>>
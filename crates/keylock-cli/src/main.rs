//! Terminal front end for the Keylock door-lock controller.
//!
//! Runs the real scanner and controller tasks against a mock key matrix
//! and console-backed display/actuator. Keystrokes typed on stdin are
//! replayed as matrix taps, so every flow (unlock, settings, credential
//! changes, the locked state) can be exercised interactively.
//!
//! Set `KEYLOCK_DB=/path/to/keylock.db` to persist credentials in SQLite;
//! without it the session uses an in-memory store and starts from the
//! factory defaults every time. `RUST_LOG` controls log verbosity.

mod console;

use anyhow::Context;
use console::{ConsoleActuator, ConsoleDisplay};
use keylock_controller::{KeyMatrixScanner, LockController, key_position};
use keylock_core::constants::EVENT_QUEUE_CAPACITY;
use keylock_core::types::{Key, KeyEvent};
use keylock_hardware::mock::{MockMatrix, MockMatrixHandle};
use keylock_store::{CredentialStore, MemoryStore, SqliteStore, StoreConfig};
use tokio::io::{AsyncBufReadExt, BufReader};
use tokio::sync::mpsc;
use tracing::{info, warn};
use tracing_subscriber::EnvFilter;

#[tokio::main]
async fn main() -> anyhow::Result<()> {
    tracing_subscriber::fmt()
        .with_env_filter(EnvFilter::try_from_default_env().unwrap_or_else(|_| EnvFilter::new("info")))
        .init();

    info!(version = keylock_core::VERSION, "Keylock starting");
    println!("Keys: 0-9 digits, A/B settings, C cancel, * delete, # confirm. Ctrl-D quits.");

    match std::env::var("KEYLOCK_DB") {
        Ok(path) => {
            info!(%path, "Using SQLite credential store");
            let store = SqliteStore::new(StoreConfig::new(&path))
                .await
                .with_context(|| format!("opening credential store at {path}"))?;
            run(store).await
        }
        Err(_) => {
            info!("KEYLOCK_DB not set, using in-memory credential store");
            run(MemoryStore::new()).await
        }
    }
}

async fn run<S: CredentialStore + 'static>(store: S) -> anyhow::Result<()> {
    let (matrix, matrix_handle) = MockMatrix::new();
    let (events_tx, events_rx) = mpsc::channel::<KeyEvent>(EVENT_QUEUE_CAPACITY);

    let controller = LockController::new(
        ConsoleDisplay::new(),
        ConsoleActuator::new(),
        store,
        events_rx,
    )
    .await
    .context("loading credential snapshot")?;

    tokio::spawn(KeyMatrixScanner::new(matrix, events_tx).run());
    let controller_task = tokio::spawn(controller.run());

    tokio::select! {
        result = stdin_bridge(matrix_handle) => {
            result?;
            info!("Stdin closed, shutting down");
        }
        result = controller_task => {
            result.context("controller task panicked")??;
        }
    }

    Ok(())
}

/// Replay stdin characters as taps on the mock matrix.
async fn stdin_bridge(matrix: MockMatrixHandle) -> anyhow::Result<()> {
    let mut lines = BufReader::new(tokio::io::stdin()).lines();

    while let Some(line) = lines.next_line().await? {
        for c in line.trim().chars() {
            let key = match Key::from_char(c.to_ascii_uppercase()) {
                Ok(key) => key,
                Err(_) => {
                    warn!(%c, "Not a keypad key, ignored");
                    continue;
                }
            };
            if let Some((row, col)) = key_position(key) {
                matrix.tap(row, col).await;
            }
        }
    }

    Ok(())
}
<<
__TASK REQUIREMENTS__
This calls for repeating all of the records, character for character.

__SOLUTION FOR THIS EXERCISE__
filename crates/keylock-cli/src/main.rs
//! Terminal front end for the Keylock door-lock controller.
//!
//! Runs the real scanner and controller tasks against a mock key matrix
//! and console-backed display/actuator. Keystrokes typed on stdin are
//! replayed as matrix taps, so every flow (unlock, settings, credential
//! changes, the locked state) can be exercised interactively.
//!
//! Set `KEYLOCK_DB=/path/to/keylock.db` to persist credentials in SQLite;
//! without it the session uses an in-memory store and starts from the
//! factory defaults every time. `RUST_LOG` controls log verbosity.

mod console;

use anyhow::Context;
use console::{ConsoleActuator, ConsoleDisplay};
use keylock_controller::{KeyMatrixScanner, LockController, key_position};
use keylock_core::constants::EVENT_QUEUE_CAPACITY;
use keylock_core::types::{Key, KeyEvent};
use keylock_hardware::mock::{MockMatrix, MockMatrixHandle};
use keylock_store::{CredentialStore, MemoryStore, SqliteStore, StoreConfig};
use tokio::io::{AsyncBufReadExt, BufReader};
use tokio::sync::mpsc;
use tracing::{info, warn};
use tracing_subscriber::EnvFilter;

#[tokio::main]
async fn main() -> anyhow::Result<()> {
    tracing_subscriber::fmt()
        .with_env_filter(EnvFilter::try_from_default_env().unwrap_or_else(|_| EnvFilter::new("info")))
        .init();

    info!(version = keylock_core::VERSION, "Keylock starting");
    println!("Keys: 0-9 digits, A/B settings, C cancel, * delete, # confirm. Ctrl-D quits.");

    match std::env::var("KEYLOCK_DB") {
        Ok(path) => {
            info!(%path, "Using SQLite credential store");
            let store = SqliteStore::new(StoreConfig::new(&path))
                .await
                .with_context(|| format!("opening credential store at {path}"))?;
            run(store).await
        }
        Err(_) => {
            info!("KEYLOCK_DB not set, using in-memory credential store");
            run(MemoryStore::new()).await
        }
    }
}

async fn run<S: CredentialStore + 'static>(store: S) -> anyhow::Result<()> {
    let (matrix, matrix_handle) = MockMatrix::new();
    let (events_tx, events_rx) = mpsc::channel::<KeyEvent>(EVENT_QUEUE_CAPACITY);

    let controller = LockController::new(
        ConsoleDisplay::new(),
        ConsoleActuator::new(),
        store,
        events_rx,
    )
    .await
    .context("loading credential snapshot")?;

    tokio::spawn(KeyMatrixScanner::new(matrix, events_tx).run());
    let controller_task = tokio::spawn(controller.run());

    tokio::select! {
        result = stdin_bridge(matrix_handle) => {
            result?;
            info!("Stdin closed, shutting down");
        }
        result = controller_task => {
            result.context("controller task panicked")??;
        }
    }

    Ok(())
}

/// Replay stdin characters as taps on the mock matrix.
async fn stdin_bridge(matrix: MockMatrixHandle) -> anyhow::Result<()> {
    let mut lines = BufReader::new(tokio::io::stdin()).lines();

    while let Some(line) = lines.next_line().await? {
        for c in line.trim().chars() {
            let key = match Key::from_char(c.to_ascii_uppercase()) {
                Ok(key) => key,
                Err(_) => {
                    warn!(%c, "Not a keypad key, ignored");
                    continue;
                }
            };
            if let Some((row, col)) = key_position(key) {
                matrix.tap(row, col).await;
            }
        }
    }

    Ok(())
}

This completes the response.